Monday, November 11, 2013

Lens-less in the Lot

We continue to be amazed not just by the sheer volume of debris in the parking lot, but by the total randomness of much of it. Sure, there's a ton of cigarette butts and fast food packaging, but mixed in with all that standard debris is a never-ending mix of weave, dental floss, and broken glass. And sometimes, sometimes you find that rare gem, even rare for our parking lot. As mentioned in our previous post, it's not every day you see an intact penis cake when you step out of your car in the morning.

And yet invariably, these things happen. Many items end up here, each with its own story, a history of how it arrived in our parking lot. We can only speculate how it came to be, but it's certainly interesting to document this random stuff and pose the question: "What the hell?!"

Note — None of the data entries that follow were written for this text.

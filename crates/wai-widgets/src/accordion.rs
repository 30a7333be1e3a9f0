#![forbid(unsafe_code)]

//! Single-expand accordion (disclosure group).
//!
//! The accordion root owns an arena of [`Item`] records and one
//! [`ExpansionState`]. Headers and panels never hold state of their own:
//! they are views derived from the root by item id.
//!
//! # Invariants
//!
//! 1. At most one item is expanded.
//! 2. A non-collapsible accordion with at least one item always has an
//!    expanded item; toggling the open item is a no-op.
//! 3. A collapsible accordion closes the open item when it is toggled.
//! 4. ARIA ids (`controls`, `labelledby`) are a pure function of the item id.
//!
//! # Example
//!
//! ```
//! use wai_widgets::accordion::{Accordion, AccordionConfig};
//!
//! let mut acc = Accordion::builder(AccordionConfig::default())
//!     .item("a")
//!     .item("b")
//!     .build();
//! assert!(acc.is_open(&"a".into()));
//! acc.toggle(&"b".into());
//! assert!(acc.is_open(&"b".into()));
//! ```

use core::fmt;

use wai_core::{ContextMissingError, Document, Event, KeyCode, NodeId, Role, require};

use crate::stateful::{StateKey, Stateful};
use crate::{Widget, aria_bool, instance_prefix};

/// Identifier of an item, unique within one accordion.
#[derive(Debug, Clone, PartialEq, Eq, Hash, PartialOrd, Ord)]
#[cfg_attr(
    feature = "state-persistence",
    derive(serde::Serialize, serde::Deserialize)
)]
pub struct ItemId(String);

impl ItemId {
    #[must_use]
    pub fn new(id: impl Into<String>) -> Self {
        Self(id.into())
    }

    #[must_use]
    pub fn as_str(&self) -> &str {
        &self.0
    }
}

impl From<&str> for ItemId {
    fn from(id: &str) -> Self {
        Self::new(id)
    }
}

impl From<String> for ItemId {
    fn from(id: String) -> Self {
        Self(id)
    }
}

impl fmt::Display for ItemId {
    fn fmt(&self, f: &mut fmt::Formatter<'_>) -> fmt::Result {
        f.write_str(&self.0)
    }
}

/// Element ids an item's header and panel use to reference each other.
#[derive(Debug, Clone, PartialEq, Eq)]
pub struct AriaIds {
    /// Id of the panel; the header's `aria-controls`.
    pub controls: String,
    /// Id of the header button; the panel's `aria-labelledby`.
    pub labelledby: String,
}

impl AriaIds {
    /// Derive both ids from an item id.
    #[must_use]
    pub fn derive(id: &ItemId) -> Self {
        Self {
            controls: format!("{id}-controls"),
            labelledby: format!("{id}-labelledby"),
        }
    }
}

/// An accordion entry, owned by the root.
#[derive(Debug, Clone, PartialEq, Eq)]
pub struct Item {
    pub id: ItemId,
    /// Position in declaration order.
    pub order: usize,
}

impl Item {
    #[must_use]
    pub fn aria_ids(&self) -> AriaIds {
        AriaIds::derive(&self.id)
    }
}

/// Which item, if any, is expanded.
#[derive(Debug, Clone, PartialEq, Eq)]
pub struct ExpansionState {
    expanded: Option<ItemId>,
    collapsible: bool,
}

impl ExpansionState {
    /// Initial state: `first` expanded.
    #[must_use]
    pub fn new(first: Option<ItemId>, collapsible: bool) -> Self {
        Self {
            expanded: first,
            collapsible,
        }
    }

    /// Next state after toggling `id`.
    #[must_use]
    pub fn toggled(&self, id: &ItemId) -> Self {
        let already_open = self.expanded.as_ref() == Some(id);
        let expanded = match (already_open, self.collapsible) {
            (true, true) => None,
            (true, false) => self.expanded.clone(),
            (false, _) => Some(id.clone()),
        };
        Self {
            expanded,
            collapsible: self.collapsible,
        }
    }

    /// Toggle in place. Returns whether the expanded item changed.
    pub fn toggle(&mut self, id: &ItemId) -> bool {
        let next = self.toggled(id);
        let changed = next != *self;
        *self = next;
        changed
    }

    #[must_use]
    pub fn is_open(&self, id: &ItemId) -> bool {
        self.expanded.as_ref() == Some(id)
    }

    #[must_use]
    pub fn expanded(&self) -> Option<&ItemId> {
        self.expanded.as_ref()
    }

    #[must_use]
    pub fn collapsible(&self) -> bool {
        self.collapsible
    }
}

/// Accordion configuration.
#[derive(Debug, Clone, Copy, PartialEq, Eq, Default)]
#[cfg_attr(
    feature = "state-persistence",
    derive(serde::Serialize, serde::Deserialize)
)]
pub struct AccordionConfig {
    /// Whether the open item can be closed, leaving none expanded.
    pub collapsible: bool,
}

impl AccordionConfig {
    #[must_use]
    pub fn collapsible(mut self, collapsible: bool) -> Self {
        self.collapsible = collapsible;
        self
    }
}

/// Builder collecting items in declaration order.
#[derive(Debug, Clone)]
pub struct AccordionBuilder {
    config: AccordionConfig,
    explicit: Vec<Option<String>>,
}

impl AccordionBuilder {
    /// Add an item with an explicit id.
    #[must_use]
    pub fn item(mut self, id: impl Into<String>) -> Self {
        self.explicit.push(Some(id.into()));
        self
    }

    /// Add an item whose id is generated from the accordion and its position.
    #[must_use]
    pub fn anonymous_item(mut self) -> Self {
        self.explicit.push(None);
        self
    }

    /// Add an item with an optional explicit id.
    #[must_use]
    pub fn item_opt(mut self, id: Option<String>) -> Self {
        self.explicit.push(id);
        self
    }

    /// Assign ids and open the first item.
    #[must_use]
    pub fn build(self) -> Accordion {
        let prefix = instance_prefix("accordion");
        let mut items: Vec<Item> = Vec::with_capacity(self.explicit.len());
        for (order, explicit) in self.explicit.into_iter().enumerate() {
            let generated = || ItemId(format!("{prefix}-item-{order}"));
            let id = match explicit {
                Some(id) if !id.is_empty() && !items.iter().any(|i| i.id.0 == id) => ItemId(id),
                _ => generated(),
            };
            items.push(Item { id, order });
        }
        let first = items.first().map(|i| i.id.clone());
        #[cfg(feature = "tracing")]
        tracing::debug!(
            items = items.len(),
            collapsible = self.config.collapsible,
            "accordion built"
        );
        Accordion {
            prefix,
            items,
            state: ExpansionState::new(first, self.config.collapsible),
        }
    }
}

/// Accordion root: item arena plus expansion state.
#[derive(Debug, Clone)]
pub struct Accordion {
    prefix: String,
    items: Vec<Item>,
    state: ExpansionState,
}

impl Accordion {
    /// Start building an accordion.
    #[must_use]
    pub fn builder(config: AccordionConfig) -> AccordionBuilder {
        AccordionBuilder {
            config,
            explicit: Vec::new(),
        }
    }

    /// Generated id prefix of this instance.
    #[must_use]
    pub fn prefix(&self) -> &str {
        &self.prefix
    }

    #[must_use]
    pub fn items(&self) -> &[Item] {
        &self.items
    }

    #[must_use]
    pub fn state(&self) -> &ExpansionState {
        &self.state
    }

    #[must_use]
    pub fn expanded(&self) -> Option<&ItemId> {
        self.state.expanded()
    }

    #[must_use]
    pub fn is_open(&self, id: &ItemId) -> bool {
        self.state.is_open(id)
    }

    fn find(&self, id: &ItemId) -> Option<&Item> {
        self.items.iter().find(|i| i.id == *id)
    }

    /// Toggle `id`. Unknown ids are ignored. Returns whether state changed.
    pub fn toggle(&mut self, id: &ItemId) -> bool {
        if self.find(id).is_none() {
            return false;
        }
        let changed = self.state.toggle(id);
        #[cfg(feature = "tracing")]
        tracing::debug!(
            item = %id,
            changed,
            expanded = ?self.state.expanded().map(ItemId::as_str),
            "accordion toggle"
        );
        changed
    }

    /// Item-scoped view for `id`.
    pub fn item(&self, id: &ItemId) -> Result<ItemHandle<'_>, ContextMissingError> {
        let item = require(self.find(id), Role::AccordionItem)?;
        Ok(ItemHandle {
            item,
            state: &self.state,
        })
    }

    /// Header view for `id`; fails when `id` is not an item of this root.
    pub fn header(&self, id: &ItemId) -> Result<HeaderView, ContextMissingError> {
        require(self.find(id), Role::AccordionHeader)?;
        self.item(id).map(|h| h.header())
    }

    /// Panel view for `id`; fails when `id` is not an item of this root.
    pub fn panel(&self, id: &ItemId) -> Result<PanelView, ContextMissingError> {
        require(self.find(id), Role::AccordionPanel)?;
        self.item(id).map(|h| h.panel())
    }

    /// Handle input aimed at the header button of `id`.
    ///
    /// A click on `header` toggles. Enter or Space toggles only while
    /// `header` holds focus. Returns whether the event was consumed.
    pub fn handle_header_event(
        &mut self,
        id: &ItemId,
        header: NodeId,
        event: &Event,
        doc: &Document,
    ) -> bool {
        let activates = match event {
            Event::Click(target) => *target == header,
            Event::Key(key) => {
                key.is_press()
                    && matches!(key.code, KeyCode::Enter | KeyCode::Space)
                    && doc.active_element() == Some(header)
            }
        };
        if !activates || self.find(id).is_none() {
            return false;
        }
        self.toggle(id);
        true
    }
}

/// Capability-scoped view of one item.
#[derive(Debug, Clone, Copy)]
pub struct ItemHandle<'a> {
    item: &'a Item,
    state: &'a ExpansionState,
}

impl ItemHandle<'_> {
    #[must_use]
    pub fn id(&self) -> &ItemId {
        &self.item.id
    }

    #[must_use]
    pub fn is_open(&self) -> bool {
        self.state.is_open(&self.item.id)
    }

    #[must_use]
    pub fn ids(&self) -> AriaIds {
        self.item.aria_ids()
    }

    #[must_use]
    pub fn header(&self) -> HeaderView {
        let ids = self.ids();
        HeaderView {
            id: ids.labelledby,
            controls: ids.controls,
            expanded: self.is_open(),
        }
    }

    #[must_use]
    pub fn panel(&self) -> PanelView {
        let ids = self.ids();
        PanelView {
            id: ids.controls,
            labelledby: ids.labelledby,
            open: self.is_open(),
        }
    }
}

/// Derived attributes of a header button.
#[derive(Debug, Clone, PartialEq, Eq)]
pub struct HeaderView {
    pub id: String,
    pub controls: String,
    pub expanded: bool,
}

impl Widget for HeaderView {
    fn render(&self, node: NodeId, doc: &mut Document) {
        doc.set_attr(node, "id", self.id.as_str());
        doc.set_attr(node, "aria-expanded", aria_bool(self.expanded));
        doc.set_attr(node, "aria-controls", self.controls.as_str());
    }
}

/// Derived attributes of a panel.
#[derive(Debug, Clone, PartialEq, Eq)]
pub struct PanelView {
    pub id: String,
    pub labelledby: String,
    pub open: bool,
}

impl PanelView {
    /// Landmark role, present only while open.
    #[must_use]
    pub fn role(&self) -> Option<&'static str> {
        self.open.then_some("region")
    }
}

impl Widget for PanelView {
    fn render(&self, node: NodeId, doc: &mut Document) {
        doc.set_attr(node, "id", self.id.as_str());
        doc.set_attr_opt(node, "role", self.role());
        doc.set_attr(node, "aria-labelledby", self.labelledby.as_str());
        doc.set_hidden(node, !self.open);
    }
}

/// Persisted accordion state.
#[derive(Debug, Clone, Default, PartialEq, Eq)]
#[cfg_attr(
    feature = "state-persistence",
    derive(serde::Serialize, serde::Deserialize)
)]
pub struct AccordionPersist {
    pub expanded: Option<ItemId>,
}

impl Stateful for Accordion {
    type State = AccordionPersist;

    fn state_key(&self) -> StateKey {
        StateKey::new("Accordion", self.prefix.as_str())
    }

    fn save_state(&self) -> AccordionPersist {
        AccordionPersist {
            expanded: self.state.expanded().cloned(),
        }
    }

    /// Unknown ids are dropped, and a non-collapsible accordion never
    /// restores to fully closed.
    fn restore_state(&mut self, state: AccordionPersist) {
        match state.expanded {
            Some(id) if self.find(&id).is_some() => {
                self.state.expanded = Some(id);
            }
            None if self.state.collapsible => {
                self.state.expanded = None;
            }
            _ => {}
        }
    }
}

Today's find is a single eyeglass lens, with no frame or matching lens to be found. It's nearly opaque from the scuffs on the surface. How does this even happen? Even if the lens casually popped out from someone's lens, how could that person go about their day sans one lens? Most assuredly, there was a scuffle. Perhaps a mugging, where the perpetrator smashed the victim in the face, busting their lens out. The victim laid unconscious in a pool of their own blood and when they awoke, the need for medical attention outweighed the need to retrieve the lost lens. Or maybe, just maybe, the mugger wanted to rob the muggee of their eyeglass frame and their left lens. Because the mugger is an eye-patch-wearin' pirate.

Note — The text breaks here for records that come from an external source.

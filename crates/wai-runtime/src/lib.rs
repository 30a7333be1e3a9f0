#![forbid(unsafe_code)]

//! Runtime for wai widget trees.
//!
//! - [`element`]: declarative trees of host elements and widget roles.
//! - [`mount`]: projects a tree into a [`Document`](wai_core::Document),
//!   checking every descendant role against its enclosing root.
//! - [`program`]: the single-threaded event loop that routes input to
//!   mounted widgets through the focus-scope stack.

pub mod element;
pub mod mount;
pub mod program;

pub use element::{DialogSpec, Element, Kind};
pub use mount::{AccordionMount, CalendarMount, DialogMount, Mounted, mount};
pub use program::Program;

Regardless of how it arrived in our parking lot, a single lens lies scuffed on the asphalt in this installment of the Parking Lot Diaries.

Monday, November 4, 2013

Edible Anatomy Lesson

It's important to honor people we care about, especially for momentous occasions such as upcoming weddings, goings away, and baby welcomings. Let's face it, birthdays are important, but they happen every year. Only genuinely rare occasions are worthy of extra special touches. The thought expressed in the presentation of a handmade centerpiece for each table at a get-together may have otherwise gone unnoticed if the party planner omitted it from the decorations. However, with the properly executed design and placement, the centerpiece is sure to attract plenty of attention.

Enter the penis cake. We're all aware of the taboo of that certain male body part. Practically synonymous with any heterosexual woman's last night out as a single woman, the penis cake is a staple of bachelorette parties nationwide. Apparently, it's also hip at birthday parties and parking lots. Okay, well maybe just one lot specifically. Our lot.

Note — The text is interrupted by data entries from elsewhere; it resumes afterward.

#[cfg(test)]
mod tests {
    use super::*;
    use proptest::prelude::*;
    use std::cell::RefCell;
    use std::rc::Rc;
    use wai_core::{Ancestor, KeyEventKind};

    struct Fixture {
        doc: Document,
        scopes: FocusScopes,
        opener: NodeId,
        backdrop: NodeId,
        container: NodeId,
        buttons: Vec<NodeId>,
    }

    fn fixture(n: usize) -> Fixture {
        let mut doc = Document::new();
        let root = doc.root();
        let opener = doc.create_in(root, "button");
        let backdrop = doc.create_in(root, "div");
        let container = doc.create_in(root, "div");
        let buttons = (0..n).map(|_| doc.create_in(container, "button")).collect();
        Fixture {
            doc,
            scopes: FocusScopes::new(),
            opener,
            backdrop,
            container,
            buttons,
        }
    }

    fn log() -> (Rc<RefCell<Vec<String>>>, impl FnMut(DismissReason) + 'static) {
        let calls = Rc::new(RefCell::new(Vec::new()));
        let sink = Rc::clone(&calls);
        (calls, move |reason| sink.borrow_mut().push(format!("{reason:?}")))
    }

    fn tab() -> Event {
        Event::key(KeyCode::Tab)
    }

    fn shift_tab() -> Event {
        Event::shift_key(KeyCode::Tab)
    }

    #[test]
    fn activation_focuses_first_tabbable() {
        let mut f = fixture(3);
        let mut dialog = Dialog::new(f.container, DialogConfig::default());
        assert!(dialog.activate(&mut f.doc, &f.scopes));
        assert_eq!(f.doc.active_element(), Some(f.buttons[0]));
        assert_eq!(dialog.state().tabbable_sequence, f.buttons);
    }

    #[test]
    fn activation_prefers_initial_target() {
        let mut f = fixture(3);
        let config = DialogConfig::default().initial_focus(f.buttons[2]);
        let mut dialog = Dialog::new(f.container, config);
        dialog.activate(&mut f.doc, &f.scopes);
        assert_eq!(f.doc.active_element(), Some(f.buttons[2]));
    }

    #[test]
    fn activation_keeps_focus_already_inside() {
        let mut f = fixture(3);
        f.doc.focus(f.buttons[1]);
        let mut dialog = Dialog::new(f.container, DialogConfig::default());
        dialog.activate(&mut f.doc, &f.scopes);
        assert_eq!(f.doc.active_element(), Some(f.buttons[1]));
    }

    #[test]
    fn empty_sequence_leaves_focus_alone() {
        let mut f = fixture(0);
        f.doc.focus(f.opener);
        let mut dialog = Dialog::new(f.container, DialogConfig::default());
        dialog.activate(&mut f.doc, &f.scopes);
        assert_eq!(f.doc.active_element(), Some(f.opener));
    }

    #[test]
    fn tab_wraps_forward_and_backward() {
        let mut f = fixture(3);
        let (a, c) = (f.buttons[0], f.buttons[2]);
        let mut dialog = Dialog::new(f.container, DialogConfig::default());
        dialog.activate(&mut f.doc, &f.scopes);

        f.doc.focus(c);
        assert!(dialog.handle_event(&tab(), &mut f.doc));
        assert_eq!(f.doc.active_element(), Some(a));

        assert!(dialog.handle_event(&shift_tab(), &mut f.doc));
        assert_eq!(f.doc.active_element(), Some(c));
    }

    #[test]
    fn keys_are_ignored_while_focus_is_outside() {
        let mut f = fixture(3);
        let mut dialog = Dialog::new(f.container, DialogConfig::default());
        dialog.activate(&mut f.doc, &f.scopes);
        f.doc.focus(f.opener);
        assert!(!dialog.handle_event(&tab(), &mut f.doc));
        assert!(!dialog.handle_event(&Event::key(KeyCode::Escape), &mut f.doc));
        assert_eq!(f.doc.active_element(), Some(f.opener));
    }

    #[test]
    fn focus_off_sequence_enters_at_the_ends() {
        let mut f = fixture(3);
        let stray = f.doc.create_in(f.container, "div");
        f.doc.set_tab_index(stray, Some(-1));
        let mut dialog = Dialog::new(f.container, DialogConfig::default());
        dialog.activate(&mut f.doc, &f.scopes);

        f.doc.focus(stray);
        dialog.handle_event(&shift_tab(), &mut f.doc);
        assert_eq!(f.doc.active_element(), Some(f.buttons[2]));

        f.doc.focus(stray);
        dialog.handle_event(&tab(), &mut f.doc);
        assert_eq!(f.doc.active_element(), Some(f.buttons[0]));
    }

    #[test]
    fn tab_sees_elements_added_after_activation() {
        let mut f = fixture(2);
        let mut dialog = Dialog::new(f.container, DialogConfig::default());
        dialog.activate(&mut f.doc, &f.scopes);
        let late = f.doc.create_in(f.container, "button");

        f.doc.focus(f.buttons[1]);
        dialog.handle_event(&tab(), &mut f.doc);
        assert_eq!(f.doc.active_element(), Some(late));
        assert_eq!(dialog.state().tabbable_sequence.len(), 3);
    }

    #[test]
    fn escape_dismisses_once_and_restores_focus() {
        let mut f = fixture(3);
        let (calls, handler) = log();
        let config = DialogConfig::default().restore_focus(f.opener);
        let mut dialog = Dialog::new(f.container, config).on_dismiss(handler);
        dialog.activate(&mut f.doc, &f.scopes);
        assert_eq!(f.doc.active_element(), Some(f.buttons[0]));

        assert!(dialog.handle_event(&Event::key(KeyCode::Escape), &mut f.doc));
        assert_eq!(*calls.borrow(), vec!["Escape".to_owned()]);
        assert_eq!(f.doc.active_element(), Some(f.opener));
        assert!(dialog.is_active());
    }

    #[test]
    fn escape_can_be_disabled() {
        let mut f = fixture(1);
        let (calls, handler) = log();
        let config = DialogConfig::default().close_on_escape(false);
        let mut dialog = Dialog::new(f.container, config).on_dismiss(handler);
        dialog.activate(&mut f.doc, &f.scopes);
        assert!(!dialog.handle_event(&Event::key(KeyCode::Escape), &mut f.doc));
        assert!(calls.borrow().is_empty());
    }

    #[test]
    fn key_release_is_ignored() {
        let mut f = fixture(2);
        let mut dialog = Dialog::new(f.container, DialogConfig::default());
        dialog.activate(&mut f.doc, &f.scopes);
        let release = Event::Key(KeyEvent::new(KeyCode::Tab).with_kind(KeyEventKind::Release));
        assert!(!dialog.handle_event(&release, &mut f.doc));
        assert_eq!(f.doc.active_element(), Some(f.buttons[0]));
    }

    #[test]
    fn backdrop_click_runs_custom_handler_then_dismisses() {
        let mut f = fixture(1);
        let order = Rc::new(RefCell::new(Vec::new()));
        let (on_click, on_dismiss) = (Rc::clone(&order), Rc::clone(&order));
        let config = DialogConfig::default().restore_focus(f.opener);
        let mut dialog = Dialog::new(f.container, config)
            .backdrop(f.backdrop)
            .on_backdrop_click(move || on_click.borrow_mut().push("click"))
            .on_dismiss(move |_| on_dismiss.borrow_mut().push("dismiss"));
        dialog.activate(&mut f.doc, &f.scopes);

        assert!(dialog.handle_event(&Event::Click(f.backdrop), &mut f.doc));
        assert_eq!(*order.borrow(), vec!["click", "dismiss"]);
        assert_eq!(f.doc.active_element(), Some(f.opener));
    }

    #[test]
    fn clicks_elsewhere_are_not_consumed() {
        let mut f = fixture(1);
        let (calls, handler) = log();
        let mut dialog = Dialog::new(f.container, DialogConfig::default())
            .backdrop(f.backdrop)
            .on_dismiss(handler);
        dialog.activate(&mut f.doc, &f.scopes);
        assert!(!dialog.handle_event(&Event::Click(f.buttons[0]), &mut f.doc));
        assert!(calls.borrow().is_empty());
    }

    #[test]
    fn backdrop_inside_container_is_not_tabbable() {
        let mut f = fixture(1);
        let inner = f.doc.create_in(f.container, "button");
        let mut dialog = Dialog::new(f.container, DialogConfig::default()).backdrop(inner);
        dialog.activate(&mut f.doc, &f.scopes);
        assert_eq!(dialog.state().tabbable_sequence, vec![f.buttons[0]]);
    }

    #[test]
    fn title_requires_active_trap() {
        let mut f = fixture(1);
        let mut dialog = Dialog::new(f.container, DialogConfig::default());
        let err = dialog.title().unwrap_err();
        assert_eq!(err.ancestor, Ancestor::Dialog);
        assert_eq!(dialog.description().unwrap_err().role, Role::DialogDescription);

        dialog.activate(&mut f.doc, &f.scopes);
        assert_eq!(dialog.title().unwrap().id, dialog.view().label_id);
    }

    #[test]
    fn view_labels_with_title_or_explicit_label() {
        let mut doc = Document::new();
        let node = doc.create_in(doc.root(), "div");

        Dialog::new(node, DialogConfig::default())
            .view()
            .render(node, &mut doc);
        assert_eq!(doc.attr(node, "role"), Some("dialog"));
        assert_eq!(doc.attr(node, "aria-modal"), Some("true"));
        assert!(doc.attr(node, "aria-labelledby").is_some());
        assert_eq!(doc.attr(node, "aria-describedby"), None);

        Dialog::new(node, DialogConfig::default().aria_label("Settings").described(true))
            .view()
            .render(node, &mut doc);
        assert_eq!(doc.attr(node, "aria-label"), Some("Settings"));
        assert_eq!(doc.attr(node, "aria-labelledby"), None);
        assert!(doc.attr(node, "aria-describedby").is_some());
    }

    #[test]
    fn description_id_matches_describedby() {
        let mut f = fixture(1);
        let mut dialog = Dialog::new(f.container, DialogConfig::default().described(true));
        dialog.activate(&mut f.doc, &f.scopes);
        assert_eq!(
            Some(dialog.description().unwrap().id),
            dialog.state().described_by_id.clone()
        );
    }

    #[test]
    fn deactivate_releases_scope() {
        let mut f = fixture(1);
        let mut dialog = Dialog::new(f.container, DialogConfig::default());
        dialog.activate(&mut f.doc, &f.scopes);
        assert_eq!(f.scopes.owner(&f.doc), dialog.scope_id());
        assert!(!dialog.activate(&mut f.doc, &f.scopes));
        assert_eq!(f.scopes.depth(), 1);

        assert!(dialog.deactivate());
        assert!(f.scopes.is_empty());
        assert!(!dialog.handle_event(&tab(), &mut f.doc));
    }

    #[test]
    fn dropping_active_dialog_releases_scope() {
        let mut f = fixture(1);
        {
            let mut dialog = Dialog::new(f.container, DialogConfig::default());
            dialog.activate(&mut f.doc, &f.scopes);
        }
        assert!(f.scopes.is_empty());
    }

    proptest! {
        #[test]
        fn cycling_never_leaves_sequence(n in 1usize..8, moves in proptest::collection::vec(any::<bool>(), 1..40)) {
            let mut f = fixture(n);
            let mut dialog = Dialog::new(f.container, DialogConfig::default());
            dialog.activate(&mut f.doc, &f.scopes);
            let mut expected = 0usize;
            for backward in moves {
                let event = if backward { shift_tab() } else { tab() };
                prop_assert!(dialog.handle_event(&event, &mut f.doc));
                expected = if backward { (expected + n - 1) % n } else { (expected + 1) % n };
                prop_assert_eq!(f.doc.active_element(), Some(f.buttons[expected]));
            }
        }
    }
}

Monday morning brought about this completely intact penis cake, replete with chocolate sprinkle pubic hairs and a festive "HAPPY B-DAY" on the top edge of the foil-covered cardboard platter. Sure, the frosting is a little melted, but after spending the night in this parking lot, things could be a lot worse for this weary cake.

So, if you're on your way to an adult birthday party and in need of a centerpiece for your celebration, swing by the parking lot to grab your table accoutrement!